Thomas Johannes Mandel möchte immer wieder den Chor auch als A-cappella-Chor zeigen. Hier war es die sublime Weihnachts-Motette „O magnum mysterium“ von Morten Lauridsen. Der Chor, von Kontrabass und Fagott leise unterstützt, folgte willig den dynamischen Vorschriften von Mandel bis zum Piano-Verstummen am Ende. Die Soprane klangen noch etwas ungestützt offen, gewannen im Forte aber an Sicherheit. Die Zuhörer waren von diesem Stück etwas verwirrt, wussten nicht, wann und ob es zu Ende war und ob sie applaudieren durften.
Vor der Pause dann das Hauptwerk, zunächst die erste Kantate von Bachs Weihnachtsoratorium. Mandel ließ diesen Weihnachtsjubelsturm, diese Explosion der Freude, diesen Anfang allen Anfangs mit den Paukenschlägen, den Trompetenfanfaren und dem herabstürzenden Geigenblitzen zunächst moderat und fast verhalten beginnen, fast zu selbstverständlich. Erst in der Wiederholung jubelten sich die Sänger in Fahrt und fast schien es, als wollten die Trompeten ein jubelnderes Tempo erzwingen. Aber Mandel blieb insgesamt bei den gelassenen Tempi, ließ die Musik immer fließen – nur gerade die Sinfonia in der zweiten Kantate nach der Pause nahm er ziemlich eilig, als bloße Hirtenmusik ohne viel spirituellen Zauber.
Als Evangelist und Tenorsolist fungierte der sehr junge Julian Freibott mit hellem, etwas kopfigem Tenor mit sympathischem Timbre und intelligenter wortdeutlicher Artikulation. In der „Frohe- Hirten“-Arie betonte er eher den Freudengestus als dass er alle kleinen Noten ganz ausziselierte: eine eher feine Freude, die aber betont wurde durch die außergewöhnlich schön spielende und phrasierende Flöte. Für den Rezensenten wirkte Gisela Schubert mit ihrem klug geführten und wohlklingenden Alt eher vernunftbetont sachlich als glühend-sinnlich, wie sie als Braut Christi sein sollte. Bianca Tognocchi war ein so hellstrahlender Weihnachtsengel mit silbrigem Sopran, dass man bedauerte, dass Bach ihr so wenige Arien gegönnt hatte. Sattsonor, mit machtvoller Autorität und metallenem Glanz übernahm so der Bassist Frederik Baltus das heimliche Kommando. Nur manchmal in der Höhe klang sein Bass etwas zu offen.

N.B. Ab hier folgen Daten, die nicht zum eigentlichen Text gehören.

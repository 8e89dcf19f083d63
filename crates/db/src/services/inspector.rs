//! Listing inspection: count the listings, then dump them with a relation.

use serde::Serialize;
use tracing::{info, warn};

use super::ListingStore;
use crate::models::{PropertyWithAgent, PropertyWithImages};
use crate::repo::RepositoryError;

/// Which relation to join onto each listing.
#[derive(Debug, Clone, Copy, PartialEq, Eq, Default)]
pub enum Include {
    /// The owning agent.
    #[default]
    Agent,
    /// The listing's images.
    Images,
}

/// Listings in the shape selected by [`Include`].
#[derive(Debug, Clone, PartialEq, Eq, Serialize)]
#[serde(untagged)]
pub enum InspectedProperties {
    WithAgent(Vec<PropertyWithAgent>),
    WithImages(Vec<PropertyWithImages>),
}

impl InspectedProperties {
    fn empty(include: Include) -> Self {
        match include {
            Include::Agent => Self::WithAgent(Vec::new()),
            Include::Images => Self::WithImages(Vec::new()),
        }
    }

    /// Number of listings held.
    #[must_use]
    pub fn len(&self) -> usize {
        match self {
            Self::WithAgent(rows) => rows.len(),
            Self::WithImages(rows) => rows.len(),
        }
    }

    /// Whether no listings are held.
    #[must_use]
    pub fn is_empty(&self) -> bool {
        self.len() == 0
    }
}

/// Result of [`inspect`].
#[derive(Debug, Clone, PartialEq, Eq, Serialize)]
#[serde(rename_all = "camelCase")]
pub struct InspectionReport {
    /// Listing count taken before the detail fetch.
    pub total: u64,
    pub properties: InspectedProperties,
}

/// Count the listings and, if there are any, fetch them with `include` joined.
///
/// The detail query is skipped entirely when the count is zero.
///
/// # Errors
///
/// Returns the first `RepositoryError` raised by either query.
pub async fn inspect<S: ListingStore>(
    store: &S,
    include: Include,
) -> Result<InspectionReport, RepositoryError> {
    let total = store.count_properties().await?;
    info!(total, "Counted properties");

    if total == 0 {
        warn!("No properties found, skipping detail fetch");
        return Ok(InspectionReport {
            total,
            properties: InspectedProperties::empty(include),
        });
    }

    let properties = match include {
        Include::Agent => InspectedProperties::WithAgent(store.properties_with_agents().await?),
        Include::Images => InspectedProperties::WithImages(store.properties_with_images().await?),
    };
    info!(fetched = properties.len(), ?include, "Fetched property details");

    Ok(InspectionReport { total, properties })
}

#[cfg(test)]
#[allow(clippy::unwrap_used)]
mod tests {
    use chrono::Utc;
    use realty_core::{Email, PropertyId, UserId, UserRole};
    use serde_json::json;

    use super::*;
    use crate::models::{AgentSummary, Property, PropertyMapping};
    use crate::services::testing::MemoryStore;

    fn listing(id: i32, title: &str) -> Property {
        Property {
            id: PropertyId::new(id),
            title: title.to_string(),
            price: None,
            location: None,
            agent_id: UserId::new(1),
            created_at: Utc::now(),
        }
    }

    fn seeded_store() -> MemoryStore {
        let agent = AgentSummary {
            id: UserId::new(1),
            name: "Dana".to_string(),
            email: Email::parse("dana@realty.test").unwrap(),
            role: UserRole::Agent,
        };
        MemoryStore {
            with_agents: vec![
                PropertyWithAgent {
                    property: listing(1, "Harbour loft"),
                    agent: agent.clone(),
                },
                PropertyWithAgent {
                    property: listing(2, "Hillside cabin"),
                    agent,
                },
            ],
            with_images: vec![
                PropertyWithImages {
                    property: listing(1, "Harbour loft"),
                    images: Vec::new(),
                },
                PropertyWithImages {
                    property: listing(2, "Hillside cabin"),
                    images: Vec::new(),
                },
            ],
            property_mappings: vec![
                PropertyMapping {
                    title: "Harbour loft".to_string(),
                    agent_id: UserId::new(1),
                },
                PropertyMapping {
                    title: "Hillside cabin".to_string(),
                    agent_id: UserId::new(1),
                },
            ],
            ..MemoryStore::default()
        }
    }

    #[tokio::test]
    async fn test_empty_store_skips_detail_fetch() {
        let store = MemoryStore::default();

        let report = inspect(&store, Include::Agent).await.unwrap();

        assert_eq!(report.total, 0);
        assert!(report.properties.is_empty());
        assert_eq!(store.detail_queries(), 0);
    }

    #[tokio::test]
    async fn test_empty_store_keeps_requested_shape() {
        let store = MemoryStore::default();

        let report = inspect(&store, Include::Images).await.unwrap();

        assert_eq!(store.detail_queries(), 0);
        assert_eq!(report.properties, InspectedProperties::WithImages(Vec::new()));
        assert_eq!(
            serde_json::to_value(&report).unwrap(),
            json!({ "total": 0, "properties": [] })
        );
    }

    #[tokio::test]
    async fn test_fetches_agents_when_populated() {
        let store = seeded_store();

        let report = inspect(&store, Include::Agent).await.unwrap();

        assert_eq!(report.total, 2);
        assert_eq!(store.detail_queries(), 1);
        let InspectedProperties::WithAgent(rows) = report.properties else {
            panic!("expected agent rows");
        };
        assert_eq!(rows.len(), 2);
        assert_eq!(rows[0].agent.name, "Dana");
    }

    #[tokio::test]
    async fn test_fetches_images_when_requested() {
        let store = seeded_store();

        let report = inspect(&store, Include::Images).await.unwrap();

        assert_eq!(store.detail_queries(), 1);
        assert!(matches!(
            report.properties,
            InspectedProperties::WithImages(ref rows) if rows.len() == 2
        ));
    }

    #[tokio::test]
    async fn test_count_failure_aborts() {
        let store = MemoryStore {
            fail_count: true,
            ..seeded_store()
        };

        let result = inspect(&store, Include::Agent).await;

        assert!(matches!(result, Err(RepositoryError::Database(_))));
        assert_eq!(store.detail_queries(), 0);
    }

    #[tokio::test]
    async fn test_detail_failure_aborts() {
        for include in [Include::Agent, Include::Images] {
            let store = MemoryStore {
                fail_detail: true,
                ..seeded_store()
            };

            let result = inspect(&store, include).await;

            assert!(
                matches!(result, Err(RepositoryError::Database(sqlx::Error::PoolClosed))),
                "{include:?} should fail"
            );
            assert_eq!(store.detail_queries(), 1);
        }
    }
}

Endgültig hatte der erfreulich starke Chor in „Herrscher des Himmels“ die festliche und tanzselige Freude erreicht. Wenn die Hirten gen Betlehem gehen wollen, klang der Chor programmgemäß wie ein aufgeregt eilender Hirtenchor, als Engelschor („Ehre sei Gott in der Höhe“) zeigte er sich sicher in den Läufen und Koloraturen. Die Sopräne klingen oft mädchenhaft-strebsam, die Tenöre nicht sehr strahlkräftig, dafür die Bässe und Alte sicher, solide und gut durchhörbar. Am homogensten waren alle bei den Chorälen, die Mandel als gläubige Gemeindegesänge, die in sich durchaus wortausdeutende Binnenspannung hatten („Brich an, du schönes Morgenlicht“) oder sogar einen inneren Sog und viel Sehnsucht („Wie soll ich dich empfangen“). Großer Applaus dankte am Schluss allen Beteiligten. Für viele hat Weihnachten jetzt begonnen.